For purposes hereof, "change of control" shall mean (a) the acquisition by a
person or entity other than Employee or a now existing shareholder of Company
(or any affiliate of Employee or such a shareholder of Company), whether in one
or several transactions, by exchange, merger, consolidation, assignment, stock
spin-off, stock split-up, or other transaction, of more than thirty-five percent
(35%) of the voting stock of Company, or of the right to vote or to direct the
voting of such percentage of voting stock; or (b) a change in the membership of
the Board of Directors of Company such that a majority of the members are
persons who are not Continuing Directors. For purposes of this Agreement, a
"Continuing Director" is a person who is a member of the Board of Directors of
Company on the date hereof or a person who is elected as a director of Company
upon the nomination by or approval of a majority of the Continuing Directors in
office.

     3.   CERTAIN OTHER DEFINITIONS.  For purposes of this Agreement, the
          -------------------------                                      
following terms shall have the meaning specified below:

     (a)  "BUSINESS" means securities brokerage, corporate finance, asset
management, capital formation, investment banking, financial advisory and other
financial services as being provided by Company on the date hereof and, with the
knowledge of Employee thereof, from time to time in the future during the term
of this Agreement.

     (b)  "CLIENT" means any Person (except broker-dealers and nationally
recognized institutional accounts) receiving (or who has arranged to receive)
Business services from Company that Employee, during the year prior to the
Termination Date, (i) provided Business services or solicited for Business
services on behalf of Company; (ii) supervised others providing or soliciting
Business services on behalf of Company; or (iii) about whom Employee had
Confidential Information.

     (c)  "CONFIDENTIAL INFORMATION" means information relating to Company,
Clients or the Business that derives value from not being generally known to
other Persons, including, but not limited to, technical or nontechnical data,
formulas (including criteria for weighing stock selection factors), patterns
(including investment patterns), compilations (including stock selection and buy
lists), 

                                       2
<PAGE>
 
programs, devices, methods (including stock selection and portfolio design and
monitoring methods), techniques, drawings, processes, financial data, or lists
of actual or potential clients, whether or not reduced to writing. Confidential
Information includes information disclosed to Company by third parties that
Company is obligated to maintain as confidential. Confidential Information
subject to this Agreement may include information that is not a trade secret
under applicable law, but information that is not also a trade secret shall
constitute Confidential Information only for two years after the Termination
Date; provided, however, Confidential Information shall not include information
      --------  -------
of which Employee had knowledge of prior to his employment by JWCFS, Company, or
its predecessors.

     (d)  "PERSON" includes any individual, corporation, limited liability
company, partnership, association, unincorporated organization or other entity.
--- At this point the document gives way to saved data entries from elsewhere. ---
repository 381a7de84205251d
use clap::ValueEnum;
use std::fmt;

#[derive(Debug, Clone, Copy, PartialEq, Eq, ValueEnum)]
#[value(rename_all = "lowercase")]
pub enum OutputFormat {
    Plain,
    Json,
}

impl fmt::Display for OutputFormat {
    fn fmt(&self, f: &mut fmt::Formatter<'_>) -> fmt::Result {
        match self {
            OutputFormat::Plain => write!(f, "plain"),
            OutputFormat::Json => write!(f, "json"),
        }
    }
}

#[derive(Debug, Clone, Copy, PartialEq, Eq, ValueEnum)]
#[value(rename_all = "lowercase")]
pub enum LogLevel {
    Error,
    Warn,
    Info,
    Debug,
    Trace,
}

impl fmt::Display for LogLevel {
    fn fmt(&self, f: &mut fmt::Formatter<'_>) -> fmt::Result {
        match self {
            LogLevel::Error => write!(f, "error"),
            LogLevel::Warn => write!(f, "warn"),
            LogLevel::Info => write!(f, "info"),
            LogLevel::Debug => write!(f, "debug"),
            LogLevel::Trace => write!(f, "trace"),
        }
    }
}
     (e)  "TERMINATION DATE" means the last day Employee is employed by Company,
whether the termination is voluntary or involuntary, with or without cause.

     4.   TREATMENT OF CONFIDENTIAL INFORMATION.  Employee shall protect
          -------------------------------------                         
Confidential Information.  Employee will not use, except in connection with work
for Company, and will not disclose to third parties during or after Employee's
employment, Confidential Information.

     5.   SOLICITATION OF CLIENTS.  For a period of seven (7) years from the
          -----------------------                                           
date hereof, whether or not Employee is employed by Company, Employee will not
solicit for the benefit of any Person other than Company, Clients for the
purpose of providing services identical to or competitive with the Business.
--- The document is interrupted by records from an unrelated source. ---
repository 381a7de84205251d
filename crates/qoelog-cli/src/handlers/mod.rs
mod context;

pub mod ancestors;
pub mod fields;
pub mod files;
pub mod search;
pub mod sync;

pub use context::HandlerContext;
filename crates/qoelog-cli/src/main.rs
use clap::Parser;
use qoelog::{Cli, run};

fn main() {
    // Reset SIGPIPE to default behavior to prevent panic on broken pipe
    // (e.g., when piping to `head` or `less` that exits early)
    #[cfg(unix)]
    reset_sigpipe();

    let cli = Cli::parse();

    if let Err(e) = run(cli) {
        eprintln!("Error: {}", e);
        std::process::exit(1);
    }
}

#[cfg(unix)]
fn reset_sigpipe() {
    unsafe {
        libc::signal(libc::SIGPIPE, libc::SIG_DFL);
    }
}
     6.   SOLICITATION OF COMPANY PERSONNEL. For a period of seven (7) years
          ---------------------------------                                 
from the date hereof, whether or not Employee is employed by Company, Employee
will not solicit for employment with another Person anyone who is or was, at any
time during the year prior to the Termination Date, a Company employee or a
registered representative licensed with or through Company.

     7.   RETURN OF MATERIALS.  On the Termination Date or at any time
          -------------------                                         
thereafter at Company's request, Employee will deliver promptly to Company all
materials, documents, plans, records, notes, or other papers and any copies in
Employee's possession or control relating in any way to the Business, which at
all times shall be the property of Company.
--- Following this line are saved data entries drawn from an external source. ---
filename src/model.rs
//! The outcome calibrator: expands scoring rates into a scoreline grid, collapses it
//! into win/draw/win probabilities and fuses them with the market view.

use chrono::Utc;
use thiserror::Error;

use crate::domain::{Prediction, RatingPair};
use crate::form::FormGuide;
use crate::market::{InvalidOdds, Market, OddsTriple};
use crate::rates::{self, StrengthSignal};
use crate::scoregrid::{ScoreGrid, MAX_GOALS};

/// Weight given to the Poisson model in the calibration blend. The model is the
/// primary signal; the market anchors it against factors (team news, sentiment) the
/// model cannot see.
pub const MODEL_BLEND_WEIGHT: f64 = 0.6;
pub const MARKET_BLEND_WEIGHT: f64 = 0.4;

#[derive(Clone, Copy, Debug, PartialEq)]
pub struct BlendWeights {
    pub model: f64,
    pub market: f64,
}
impl Default for BlendWeights {
    fn default() -> Self {
        Self {
            model: MODEL_BLEND_WEIGHT,
            market: MARKET_BLEND_WEIGHT,
        }
    }
}

#[derive(Clone, Debug, PartialEq)]
pub struct Config {
    pub max_goals: u8,
    pub blend: BlendWeights,
    pub form_damping: f64,
}
impl Default for Config {
    fn default() -> Self {
        Self {
            max_goals: MAX_GOALS,
            blend: BlendWeights::default(),
            form_damping: rates::FORM_DAMPING,
        }
    }
}

#[derive(Debug, Error)]
pub enum InvalidConfig {
    #[error("max_goals must be at least 1")]
    ZeroMaxGoals,

    #[error("blend weights {model} and {market} must be non-negative and sum to 1")]
    MalformedBlend { model: f64, market: f64 },

    #[error("form damping {0} must lie in [0, 1]")]
    MalformedDamping(f64),
}

/// Malformed or missing inputs. Surfaced immediately; nothing is retried and no
/// partial prediction is ever produced.
#[derive(Debug, Error)]
pub enum InvalidInput {
    #[error("neither odds nor ratings supplied")]
    MissingStrengthSignal,

    #[error("{0}")]
    Odds(#[from] InvalidOdds),

    #[error("rating {rating} is not finite")]
    NonFiniteRating { rating: f64 },

    #[error("scoring rates {home}/{away} leave no probability mass within the grid")]
    VanishedMass { home: f64, away: f64 },
}

/// One match to be forecast. Odds take precedence over ratings as the strength signal
/// when both are supplied; the form guide applies in either mode.
#[derive(Clone, Debug, PartialEq)]
pub struct MatchRequest<'a> {
    pub home_team: &'a str,
    pub away_team: &'a str,
    pub odds: Option<OddsTriple>,
    pub ratings: Option<RatingPair>,
    pub form: Option<&'a FormGuide>,
}

/// A stateless forecasting engine. Holds only policy, so a single instance may be
/// shared freely across threads.
pub struct Predictor {
    config: Config,
}
impl Predictor {
    pub fn config(&self) -> &Config {
        &self.config
    }

    pub fn predict(&self, request: &MatchRequest) -> Result<Prediction, InvalidInput> {
        let signal = self.strength_signal(request)?;
        let mut expected_goals = signal.scoring_rates();
        if let Some(guide) = request.form {
            expected_goals = rates::adjust_for_form(
                expected_goals,
                guide,
                request.home_team,
                request.away_team,
                self.config.form_damping,
            );
        }

        let grid = ScoreGrid::from_poisson(&expected_goals, self.config.max_goals);
        let mut probs = grid.outcomes();
        if let Some(market) = signal.market() {
            let BlendWeights { model, market: anchor } = self.config.blend;
            let [home, draw, away] = market.probs;
            probs.home = model * probs.home + anchor * home;
            probs.draw = model * probs.draw + anchor * draw;
            probs.away = model * probs.away + anchor * away;
        }
        if probs.sum() <= 0.0 {
            // a sufficiently extreme rate underflows every cell of the grid; without a
            // market anchor there is nothing left to normalise
            return Err(InvalidInput::VanishedMass {
                home: expected_goals.home,
                away: expected_goals.away,
            });
        }
        probs.normalise();

        Ok(Prediction {
            home_team: request.home_team.to_string(),
            away_team: request.away_team.to_string(),
            winner: probs.winner(),
            probs,
            expected_goals,
            odds: request.odds,
            timestamp: Utc::now(),
        })
    }

    fn strength_signal(&self, request: &MatchRequest) -> Result<StrengthSignal, InvalidInput> {
        if let Some(odds) = request.odds {
            return Ok(StrengthSignal::Market(Market::fit(odds)?));
        }
        if let Some(ratings) = request.ratings {
            for rating in [ratings.home, ratings.away] {
                if !rating.is_finite() {
                    return Err(InvalidInput::NonFiniteRating { rating });
                }
            }
            return Ok(StrengthSignal::Ratings(ratings));
        }
        Err(InvalidInput::MissingStrengthSignal)
    }
}

impl TryFrom<Config> for Predictor {
    type Error = InvalidConfig;

    fn try_from(config: Config) -> Result<Self, Self::Error> {
        if config.max_goals == 0 {
            return Err(InvalidConfig::ZeroMaxGoals);
        }
        let BlendWeights { model, market } = config.blend;
        if model < 0.0 || market < 0.0 || (model + market - 1.0).abs() > 1e-9 {
            return Err(InvalidConfig::MalformedBlend { model, market });
        }
        if !(0.0..=1.0).contains(&config.form_damping) {
            return Err(InvalidConfig::MalformedDamping(config.form_damping));
        }
        Ok(Self { config })
    }
}

#[cfg(test)]
mod tests;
     8.   EARLIER TERMINATION OF AGREEMENT.  If Company effects a Discharge of
          --------------------------------                                    
Employee, Employee may terminate this Agreement and the nonsolicitation
provisions contained herein shall have no further effect.

     9.   INTERPRETATION; SEVERABILITY.  Rights and restrictions in this
          ----------------------------                                  
Agreement may be exercised and shall be applicable only to the extent they do
not violate any applicable laws, and are intended to be limited to the extent
necessary so they will not render this Agreement illegal, invalid or
unenforceable.  If any term shall be held illegal, invalid or unenforceable by a
court of competent jurisdiction, the remaining terms shall remain in full force
and effect.  This Agreement does not in any way limit Company's rights under the
laws of unfair competition, trade secret, copyright, patent, trademark or any
other applicable law(s), which are in addition to and cumulative of rights under
this Agreement.

                                       3
<PAGE>
 
     10.  RELIEF.  The parties acknowledge that a breach or threatened breach of
          ------                                                                
any term of this Agreement by Employee would result in material and irreparable
damage and injury to Company, and that it would be difficult or impossible to
establish the full monetary value of such damage. Therefore, Company shall be
entitled to injunctive relief by a court of appropriate jurisdiction in the
event of Employee's breach or threatened breach of this Agreement.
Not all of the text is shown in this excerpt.